(Stored items)
------
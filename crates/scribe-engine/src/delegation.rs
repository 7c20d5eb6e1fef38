//! The supervisor's two delegation tools, and the typed dispatch behind them.

use std::sync::Arc;

use scribe_core::events::AgentRole;
use scribe_core::messages::ToolCallBlock;
use scribe_core::provider::{LlmProvider, StreamOptions};
use scribe_core::tools::{require_str, ToolDefinition, ToolFailure};

use crate::approval::ApprovalGate;
use crate::registry::ToolRegistry;
use crate::worker::{LlmWorker, Worker, WorkerContext, WorkerError, WorkerOutput, WorkerSpec};

pub const DELEGATE_TO_WRITER: &str = "delegate_to_writer";
pub const DELEGATE_TO_REVIEWER: &str = "delegate_to_reviewer";

/// A task handed to one worker.
#[derive(Clone, Debug, PartialEq)]
pub struct Delegation {
    pub target: AgentRole,
    pub task: String,
}

impl Delegation {
    /// `None` when the call is not a delegation at all.
    pub fn from_call(call: &ToolCallBlock) -> Option<Result<Self, ToolFailure>> {
        let (target, field) = match call.name.as_str() {
            DELEGATE_TO_WRITER => (AgentRole::Writer, "request"),
            DELEGATE_TO_REVIEWER => (AgentRole::Reviewer, "content_to_review"),
            _ => return None,
        };
        Some(require_str(&call.arguments, field).map(|task| Self {
            target,
            task: task.to_string(),
        }))
    }

    pub fn tool_name(&self) -> &'static str {
        match self.target {
            AgentRole::Reviewer => DELEGATE_TO_REVIEWER,
            _ => DELEGATE_TO_WRITER,
        }
    }
}

pub fn is_delegation(name: &str) -> bool {
    matches!(name, DELEGATE_TO_WRITER | DELEGATE_TO_REVIEWER)
}

/// Tool definitions the supervisor's model sees.
pub fn delegation_definitions() -> Vec<ToolDefinition> {
    vec![
        ToolDefinition {
            name: DELEGATE_TO_WRITER.into(),
            description: "Call the writer. Use this whenever new content must be written, an article revised, or anything drafted.".into(),
            parameters_schema: serde_json::json!({
                "type": "object",
                "required": ["request"],
                "properties": {
                    "request": {
                        "type": "string",
                        "description": "Specific writing instructions for the writer"
                    }
                }
            }),
        },
        ToolDefinition {
            name: DELEGATE_TO_REVIEWER.into(),
            description: "Call the reviewer. Use this whenever an article needs to be reviewed.".into(),
            parameters_schema: serde_json::json!({
                "type": "object",
                "required": ["content_to_review"],
                "properties": {
                    "content_to_review": {
                        "type": "string",
                        "description": "The full text to review"
                    }
                }
            }),
        },
    ]
}

/// The workers the supervisor can delegate to.
#[derive(Clone)]
pub struct Team {
    writer: Arc<dyn Worker>,
    reviewer: Arc<dyn Worker>,
}

impl Team {
    pub fn new(writer: Arc<dyn Worker>, reviewer: Arc<dyn Worker>) -> Self {
        Self { writer, reviewer }
    }

    /// Writer and reviewer sharing one provider, with the reviewer's tool
    /// calls passing through `gate`.
    pub fn from_provider(
        provider: Arc<dyn LlmProvider>,
        registry: &ToolRegistry,
        gate: Arc<dyn ApprovalGate>,
        options: StreamOptions,
    ) -> Self {
        let writer = LlmWorker::new(WorkerSpec::writer(), Arc::clone(&provider), registry)
            .with_stream_options(options.clone());
        let reviewer = LlmWorker::new(WorkerSpec::reviewer(), provider, registry)
            .with_gate(gate)
            .with_stream_options(options);
        Self::new(Arc::new(writer), Arc::new(reviewer))
    }

    pub fn worker(&self, role: AgentRole) -> Option<&Arc<dyn Worker>> {
        match role {
            AgentRole::Writer => Some(&self.writer),
            AgentRole::Reviewer => Some(&self.reviewer),
            AgentRole::Supervisor => None,
        }
    }

    pub async fn dispatch(
        &self,
        delegation: &Delegation,
        ctx: &WorkerContext,
    ) -> Result<WorkerOutput, WorkerError> {
        match self.worker(delegation.target) {
            Some(worker) => worker.run(&delegation.task, ctx).await,
            None => Err(WorkerError::MalformedOutput {
                worker: delegation.target,
                raw: String::new(),
                reason: "the supervisor cannot delegate to itself".into(),
            }),
        }
    }
}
------
Every line in the records above that contains the word "Result" should be copied out.

    pub fn from_call(call: &ToolCallBlock) -> Option<Result<Self, ToolFailure>> {
    ) -> Result<WorkerOutput, WorkerError> {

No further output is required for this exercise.